Chicago v. Sykes

Decision Date25 September 1880
Citation1880 WL 10089,96 Ill. 162
PartiesCHICAGO, BURLINGTON AND QUINCY RAILROAD CO.v.CHLOE M. SYKES, Admx.
CourtIllinois Supreme Court

OPINION TEXT STARTS HERE

APPEAL from the Appellate Court for the Second District;--heard in that court on appeal from the Circuit Court of Warren county, the Hon. ARTHUR A. SMITH, Judge, presiding.

Mr. WILLIAM C. NORCROSS, for the appellant:

The court erred in overruling the defendant's motion for a new trial, because the verdict is contrary to the law and the evidence. The deceased was guilty of such negligence contributing to the injury as to bar the plaintiff's right of recovery in any view of the case. Chicago and Alton Railroad Co. v. Meiche, Administratrix, 83 Ill. 427; Illinois Central Railroad Co. v. Hall, 72 Ill. 222; Toledo, Wabash and Western Railroad Co. v. Brooks, 81 Ill. 250.

It makes no difference whether Anderson invited Sykes to come under the car or not, because it is proved, that even if he had invited him, the deceased knew that Anderson could not extend such an invitation within the scope of his agency, and the invitation not being within the scope of the agency, would not bind the defendant. 1 Greenlf. Ev. sec. 114; Davidson v. Porter et al. 57 Ill. 300; Snyder v. Hannibal and St. Jo. Railroad Co. 60 Mo. 413.

The facts being conceded, whether a given act is within the scope of a servant's employment is a question of law for the court. Story on Agency (4th ed.) sec. 456; Wharton on Agency, sec 136.

A third party dealing with an agent is bound to exercise the caution of a good business man, to know whether or not the agent has authority; and if he acts without exercising such care, he does so at his own peril.

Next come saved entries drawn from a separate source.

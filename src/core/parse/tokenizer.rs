//! Segment tokenizer
//!
//! Splits raw text into segments, then each segment into fields,
//! repetitions, components and sub-components. Escape sequences are decoded
//! per sub-component once all delimiting is done.

use super::encoding::EncodingProfile;
use super::escape::decode;
use super::message::{Component, Field, Repetition, Segment};
use crate::domain::errors::ParseError;
use std::collections::HashMap;

/// Splits on `\r\n`, `\r` or `\n`, returning `(line_number, line)` pairs
///
/// Line numbers are 1-based and count every physical line, blank ones
/// included.
pub fn split_lines(raw: &str) -> Vec<(usize, &str)> {
    let bytes = raw.as_bytes();
    let mut lines = Vec::new();
    let mut start = 0;
    let mut i = 0;
    while i < bytes.len() {
        match bytes[i] {
            b'\r' => {
                lines.push(&raw[start..i]);
                if bytes.get(i + 1) == Some(&b'\n') {
                    i += 1;
                }
                start = i + 1;
            }
            b'\n' => {
                lines.push(&raw[start..i]);
                start = i + 1;
            }
            _ => {}
        }
        i += 1;
    }
    if start < raw.len() {
        lines.push(&raw[start..]);
    }
    lines
        .into_iter()
        .enumerate()
        .map(|(i, line)| (i + 1, line))
        .collect()
}

/// Checks that `line` starts with `[A-Z][A-Z0-9]{2}` followed by the field
/// separator or the end of the line, returning the name
pub fn segment_name(line: &str, field_separator: char) -> Option<&str> {
    let mut chars = line.chars();
    let first = chars.next()?;
    if !first.is_ascii_uppercase() {
        return None;
    }
    for _ in 0..2 {
        let c = chars.next()?;
        if !(c.is_ascii_uppercase() || c.is_ascii_digit()) {
            return None;
        }
    }
    match chars.next() {
        None => Some(line),
        Some(c) if c == field_separator => Some(&line[..3]),
        Some(_) => None,
    }
}

/// Tokenizes one message into segments
///
/// The first segment is the header; a second header is rejected, as is a
/// header with nothing after it.
pub fn tokenize(raw: &str, profile: &EncodingProfile) -> Result<Vec<Segment>, ParseError> {
    let raw = raw.trim_start_matches('\u{feff}');
    let mut segments: Vec<Segment> = Vec::new();
    let mut occurrences: HashMap<String, usize> = HashMap::new();

    for (line_no, line) in split_lines(raw) {
        if line.trim().is_empty() {
            continue;
        }
        let name = segment_name(line, profile.field()).ok_or_else(|| {
            ParseError::EmptySegmentName {
                line: line_no,
                content: line.chars().take(40).collect(),
            }
        })?;

        if name == "MSH" && !segments.is_empty() {
            return Err(ParseError::MalformedHeader(format!(
                "second MSH segment at line {line_no}"
            )));
        }
        if segments.is_empty() && name != "MSH" {
            return Err(ParseError::MalformedHeader(format!(
                "first segment is {name}, expected MSH"
            )));
        }

        let occurrence = occurrences.entry(name.to_string()).or_insert(0);
        *occurrence += 1;
        let fields = split_fields(name, &line[name.len()..], profile);
        segments.push(Segment::new(name, *occurrence, fields));
    }

    match segments.len() {
        0 => Err(ParseError::MalformedHeader("message is empty".to_string())),
        1 => Err(ParseError::TruncatedMessage {
            control_id: segments[0].text(10, 1).to_string(),
        }),
        _ => Ok(segments),
    }
}

/// `rest` is the line after the segment name, starting at the first field
/// separator (or empty)
fn split_fields(name: &str, rest: &str, profile: &EncodingProfile) -> Vec<Field> {
    let Some(body) = rest.strip_prefix(profile.field()) else {
        return Vec::new();
    };
    let mut raw_fields = body.split(profile.field());

    if name != "MSH" {
        return raw_fields.map(|f| split_field(f, profile)).collect();
    }

    let mut fields = vec![Field::verbatim(&profile.field().to_string())];
    if let Some(encoding_chars) = raw_fields.next() {
        fields.push(Field::verbatim(encoding_chars));
    }
    fields.extend(raw_fields.map(|f| split_field(f, profile)));
    fields
}

fn split_field(raw: &str, profile: &EncodingProfile) -> Field {
    if raw.is_empty() {
        return Field::default();
    }
    let repetitions = raw
        .split(profile.repetition())
        .map(|rep| {
            Repetition::new(
                rep.split(profile.component())
                    .map(|comp| {
                        Component::new(
                            comp.split(profile.subcomponent())
                                .map(|sub| decode(sub, profile).into_owned())
                                .collect(),
                        )
                    })
                    .collect(),
            )
        })
        .collect();
    Field::new(repetitions)
}

#[cfg(test)]
mod tests {
    use super::*;
    use test_case::test_case;

    fn tokens(raw: &str) -> Result<Vec<Segment>, ParseError> {
        tokenize(raw, &EncodingProfile::from_message(raw)?)
    }

    #[test_case("a\rb\rc" ; "carriage return")]
    #[test_case("a\r\nb\r\nc" ; "crlf")]
    #[test_case("a\nb\nc\n" ; "line feed with trailing")]
    #[test_case("a\r\nb\nc\r" ; "mixed")]
    fn test_split_lines(raw: &str) {
        let lines: Vec<&str> = split_lines(raw).into_iter().map(|(_, l)| l).collect();
        assert_eq!(lines, vec!["a", "b", "c"]);
    }

    #[test]
    fn test_split_lines_numbers_blank_lines() {
        let lines = split_lines("a\n\nb");
        assert_eq!(lines, vec![(1, "a"), (2, ""), (3, "b")]);
    }

    #[test_case("PID|1", Some("PID") ; "with fields")]
    #[test_case("PV1", Some("PV1") ; "bare name")]
    #[test_case("ZX9|", Some("ZX9") ; "custom segment")]
    #[test_case("pid|1", None ; "lower case")]
    #[test_case("1ID|1", None ; "leading digit")]
    #[test_case("PI|1", None ; "two letters")]
    #[test_case("PIDX|1", None ; "four letters")]
    #[test_case("|||", None ; "no name")]
    fn test_segment_name(line: &str, expected: Option<&str>) {
        assert_eq!(segment_name(line, '|'), expected);
    }

    #[test]
    fn test_blank_lines_skipped_and_occurrences_counted() {
        let segs = tokens("MSH|^~\\&|A\r\n\r\nOBX|1\r\n   \r\nOBX|2\r\nNTE|1").unwrap();
        let summary: Vec<(&str, usize)> = segs.iter().map(|s| (s.name(), s.occurrence())).collect();
        assert_eq!(summary, vec![("MSH", 1), ("OBX", 1), ("OBX", 2), ("NTE", 1)]);
    }

    #[test]
    fn test_bad_segment_name_reports_line() {
        let err = tokens("MSH|^~\\&|A\n\nPID|1\nbad line").unwrap_err();
        assert_eq!(
            err,
            ParseError::EmptySegmentName {
                line: 4,
                content: "bad line".to_string()
            }
        );
    }

    #[test]
    fn test_header_only_is_truncated() {
        let err = tokens("MSH|^~\\&|A|B|C|D|20250101||ADT^A01|CTRL9|P|2.5\r\n").unwrap_err();
        assert_eq!(
            err,
            ParseError::TruncatedMessage {
                control_id: "CTRL9".to_string()
            }
        );
    }

    #[test]
    fn test_second_header_rejected() {
        let err = tokens("MSH|^~\\&|A\rPID|1\rMSH|^~\\&|B\rPID|2").unwrap_err();
        assert!(matches!(err, ParseError::MalformedHeader(m) if m.contains("line 3")));
    }

    #[test]
    fn test_escaped_separator_does_not_split() {
        let segs = tokens("MSH|^~\\&|A\rNTE|1||a\\F\\b\\S\\c\\R\\d").unwrap();
        let nte = &segs[1];
        assert_eq!(nte.fields().len(), 3);
        let field = nte.field(3).unwrap();
        assert_eq!(field.repetitions().len(), 1);
        assert_eq!(field.repetition(1).unwrap().components().len(), 1);
        assert_eq!(nte.text(3, 1), "a|b^c~d");
    }

    #[test]
    fn test_field_with_one_empty_component_differs_from_empty_field() {
        let segs = tokens("MSH|^~\\&|A\rZZZ||^|~").unwrap();
        let z = &segs[1];
        assert!(z.field(1).unwrap().is_empty());
        let comp_only = z.field(2).unwrap();
        assert_eq!(comp_only.repetitions().len(), 1);
        assert_eq!(comp_only.repetition(1).unwrap().components().len(), 2);
        assert_eq!(z.field(3).unwrap().repetitions().len(), 2);
    }

    #[test]
    fn test_custom_profile_tokenizes() {
        let segs = tokens("MSH#*!@%#APP#FAC\rPID#1##123*X!456").unwrap();
        let pid = &segs[1];
        assert_eq!(pid.text(3, 1), "123");
        assert_eq!(pid.text(3, 2), "X");
        assert_eq!(pid.field(3).unwrap().repetition(2).unwrap().text(1), "456");
        assert_eq!(segs[0].text(2, 1), "*!@%");
    }

    #[test]
    fn test_bare_segment_has_no_fields() {
        let segs = tokens("MSH|^~\\&|A\rPV1").unwrap();
        assert!(segs[1].fields().is_empty());
        assert_eq!(segs[1].text(2, 1), "");
    }
}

Wharton on Agency, p. 91, sec. 137.

When there are any just grounds to suspect that an agent had not authority, or where there is any good reason to put the third party on inquiry as to whether or not an agent has authority to do the particular act, the third party is bound to go to the principal to ascertain whether or not the agent has authority, or else he deals with the agent at his own peril. Wharton on agency, p. 94, sec. 139.

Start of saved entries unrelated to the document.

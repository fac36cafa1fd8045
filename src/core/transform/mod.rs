//! Message-to-resource transformation
//!
//! [`Converter`] is the facade the rest of the crate talks to: it parses the
//! raw text, looks the declared event up in the registry and runs the
//! matching builder. Builders themselves live in the per-event modules and
//! are plain functions over a parsed [`Message`].
//!
//! # Examples
//!
//! ```
//! use v2fhir::core::transform::Converter;
//!
//! # fn example() -> Result<(), Box<dyn std::error::Error>> {
//! let converter = Converter::standard()?;
//! let raw = "MSH|^~\\&|EPIC|HOSP|LIS|LAB|202501011230||ADT^A01|MSG001|P|2.5\r\
//!            PID|1||12345^^^HOSP^MR||Doe^John||19700101|M\r\
//!            PV1|1|I";
//! let resources = converter.convert(raw)?;
//! assert_eq!(resources[0].reference().target(), Some("Patient/12345"));
//! # Ok(())
//! # }
//! ```

pub mod adt;
pub mod common;
pub mod orm;
pub mod oru;

use crate::config::TerminologyConfig;
use crate::core::codes::CodeResolver;
use crate::core::parse::{parse_message, Message};
use crate::core::registry::EventRegistry;
use crate::domain::resource::Resource;
use crate::domain::Result;
use crate::{log_transform_complete, log_transform_start};
use std::sync::Arc;

/// Parse, dispatch and build in one call
///
/// Holds only immutable state, so one instance can be cloned cheaply and
/// shared across worker threads.
#[derive(Debug, Clone)]
pub struct Converter {
    registry: Arc<EventRegistry>,
    resolver: Arc<CodeResolver>,
}

impl Converter {
    pub fn new(registry: EventRegistry, resolver: CodeResolver) -> Self {
        Self {
            registry: Arc::new(registry),
            resolver: Arc::new(resolver),
        }
    }

    /// Every supported event with the default code tables
    pub fn standard() -> Result<Self> {
        Ok(Self::new(EventRegistry::standard()?, CodeResolver::default()))
    }

    /// Every supported event, with vocabulary aliases from configuration
    pub fn from_config(config: &TerminologyConfig) -> Result<Self> {
        Ok(Self::new(
            EventRegistry::standard()?,
            CodeResolver::from_config(config),
        ))
    }

    pub fn registry(&self) -> &EventRegistry {
        &self.registry
    }

    pub fn resolver(&self) -> &CodeResolver {
        &self.resolver
    }

    /// Converts one raw message into its resources, in output order
    ///
    /// # Errors
    ///
    /// Any parse or transform error. No resources are returned for a message
    /// that fails part-way.
    pub fn convert(&self, raw: &str) -> Result<Vec<Resource>> {
        let message = parse_message(raw)?;
        self.convert_message(&message)
    }

    /// Runs the registered builder over an already parsed message
    pub fn convert_message(&self, message: &Message) -> Result<Vec<Resource>> {
        let header = message.header();
        let builder = self.registry.resolve(header)?;
        let event = header.event_label();

        log_transform_start!(event, header.control_id);
        let resources = builder(message, &self.resolver)?;
        log_transform_complete!(event, header.control_id, resources.len());

        Ok(resources)
    }
}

Where an agent acts beyond the scope of his employment, or contrary to his principal's wishes, and the party dealing with him knows the fact, he deals at his own peril, and can not hold the principal responsible for the acts of the agent. Wharton on Agency, pp. 87-88, sec. 131 and sec. 132. Illinois Central Railroad Co. v. Green, 81 Ill. 19.

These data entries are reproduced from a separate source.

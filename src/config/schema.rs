//! Configuration schema types
//!
//! Every section and every key is optional; a missing file or an empty one
//! yields [`V2fhirConfig::default`].

use serde::{Deserialize, Serialize};

/// Upper bound for `batch.max_concurrency`
pub const MAX_BATCH_CONCURRENCY: usize = 256;

/// Main v2fhir configuration
///
/// This is the root configuration structure that maps to the TOML file.
#[derive(Debug, Clone, Default, PartialEq, Serialize, Deserialize)]
pub struct V2fhirConfig {
    /// Application-level settings
    #[serde(default)]
    pub application: ApplicationConfig,

    /// Where and how resources are written
    #[serde(default)]
    pub output: OutputConfig,

    /// Batch driver settings
    #[serde(default)]
    pub batch: BatchSettings,

    /// Extra code-system identifiers
    #[serde(default)]
    pub terminology: TerminologyConfig,

    /// Logging configuration
    #[serde(default)]
    pub logging: LoggingConfig,
}

impl V2fhirConfig {
    /// Validates the configuration
    ///
    /// # Errors
    ///
    /// Returns an error if any configuration values are invalid
    pub fn validate(&self) -> Result<(), String> {
        self.application.validate()?;
        self.output.validate()?;
        self.batch.validate()?;
        self.terminology.validate()?;
        self.logging.validate()?;
        Ok(())
    }
}

/// Application-level configuration
#[derive(Debug, Clone, PartialEq, Serialize, Deserialize)]
pub struct ApplicationConfig {
    /// Log level (trace, debug, info, warn, error)
    #[serde(default = "default_log_level")]
    pub log_level: String,
}

impl ApplicationConfig {
    fn validate(&self) -> Result<(), String> {
        let valid_levels = ["trace", "debug", "info", "warn", "error"];
        if !valid_levels.contains(&self.log_level.as_str()) {
            return Err(format!(
                "Invalid log_level '{}'. Must be one of: {}",
                self.log_level,
                valid_levels.join(", ")
            ));
        }
        Ok(())
    }
}

impl Default for ApplicationConfig {
    fn default() -> Self {
        Self {
            log_level: default_log_level(),
        }
    }
}

/// Output configuration
#[derive(Debug, Clone, PartialEq, Serialize, Deserialize)]
pub struct OutputConfig {
    /// Directory resource files are written to
    #[serde(default = "default_output_directory")]
    pub directory: String,

    /// Pretty-print JSON files
    #[serde(default)]
    pub pretty: bool,
}

impl OutputConfig {
    fn validate(&self) -> Result<(), String> {
        if self.directory.trim().is_empty() {
            return Err("output.directory cannot be empty".to_string());
        }
        Ok(())
    }
}

impl Default for OutputConfig {
    fn default() -> Self {
        Self {
            directory: default_output_directory(),
            pretty: false,
        }
    }
}

/// Batch driver configuration
#[derive(Debug, Clone, PartialEq, Serialize, Deserialize)]
pub struct BatchSettings {
    /// Messages converted at the same time (1-256)
    #[serde(default = "default_max_concurrency")]
    pub max_concurrency: usize,
}

impl BatchSettings {
    fn validate(&self) -> Result<(), String> {
        if self.max_concurrency == 0 || self.max_concurrency > MAX_BATCH_CONCURRENCY {
            return Err(format!(
                "batch.max_concurrency must be between 1 and {MAX_BATCH_CONCURRENCY}"
            ));
        }
        Ok(())
    }
}

impl Default for BatchSettings {
    fn default() -> Self {
        Self {
            max_concurrency: default_max_concurrency(),
        }
    }
}

/// Code-system aliases, added to the built-in identifiers
#[derive(Debug, Clone, Default, PartialEq, Eq, Serialize, Deserialize)]
pub struct TerminologyConfig {
    /// Identifiers treated as LOINC
    #[serde(default)]
    pub lab_system_aliases: Vec<String>,

    /// Identifiers treated as ICD-10
    #[serde(default)]
    pub diagnosis_system_aliases: Vec<String>,
}

impl TerminologyConfig {
    fn validate(&self) -> Result<(), String> {
        for alias in self
            .lab_system_aliases
            .iter()
            .chain(&self.diagnosis_system_aliases)
        {
            if alias.trim().is_empty() {
                return Err("terminology aliases cannot be empty strings".to_string());
            }
        }
        if let Some(alias) = self.lab_system_aliases.iter().find(|a| {
            self.diagnosis_system_aliases
                .iter()
                .any(|d| d.eq_ignore_ascii_case(a))
        }) {
            return Err(format!(
                "terminology alias '{alias}' is listed for both lab and diagnosis"
            ));
        }
        Ok(())
    }
}

/// Logging configuration
#[derive(Debug, Clone, PartialEq, Serialize, Deserialize)]
pub struct LoggingConfig {
    /// Enable local file logging
    #[serde(default)]
    pub local_enabled: bool,

    /// Local log directory
    #[serde(default = "default_local_path")]
    pub local_path: String,

    /// Log rotation strategy (daily, hourly)
    #[serde(default = "default_local_rotation")]
    pub local_rotation: String,
}

impl LoggingConfig {
    fn validate(&self) -> Result<(), String> {
        crate::logging::rotation_for(&self.local_rotation).map_err(|e| format!("logging: {e}"))?;
        if self.local_enabled && self.local_path.trim().is_empty() {
            return Err("logging.local_path cannot be empty when file logging is enabled".to_string());
        }
        Ok(())
    }
}

impl Default for LoggingConfig {
    fn default() -> Self {
        Self {
            local_enabled: false,
            local_path: default_local_path(),
            local_rotation: default_local_rotation(),
        }
    }
}

// Default value functions
fn default_log_level() -> String {
    "info".to_string()
}

fn default_output_directory() -> String {
    "outputs".to_string()
}

fn default_max_concurrency() -> usize {
    8
}

fn default_local_path() -> String {
    "logs".to_string()
}

fn default_local_rotation() -> String {
    "daily".to_string()
}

If the deceased were guilty of any negligence, no matter how slight, that contributed to the injury, then the plaintiff can not recover in his action unless the plaintiff proves by a preponderance of evidence on her part two things, namely: 1. That the defendant was guilty not of negligence that contributed to the injury, but of gross negligence that contributed to the injury. And, 2d. That the negligence of the deceased was but slight compared to the negligence of the defendant. Illinois Central Railroad Co. v. Hammer, 85 Ill. 526; Chicago and Alton Railroad Co. v. Langley, 2 Bradwell's Rep. 505; Illinois Central Railroad Co. v. Hall, 72 Ill. 222; Village of Kewanee v. Depew, 80 Ill. 119; City of El Paso et al. v. Causey, 1 Bradwell's Rep. 531.

The deceased also violated sec. 54 of the statute relating to railroads and warehouses, R. S. 1874, p. 810.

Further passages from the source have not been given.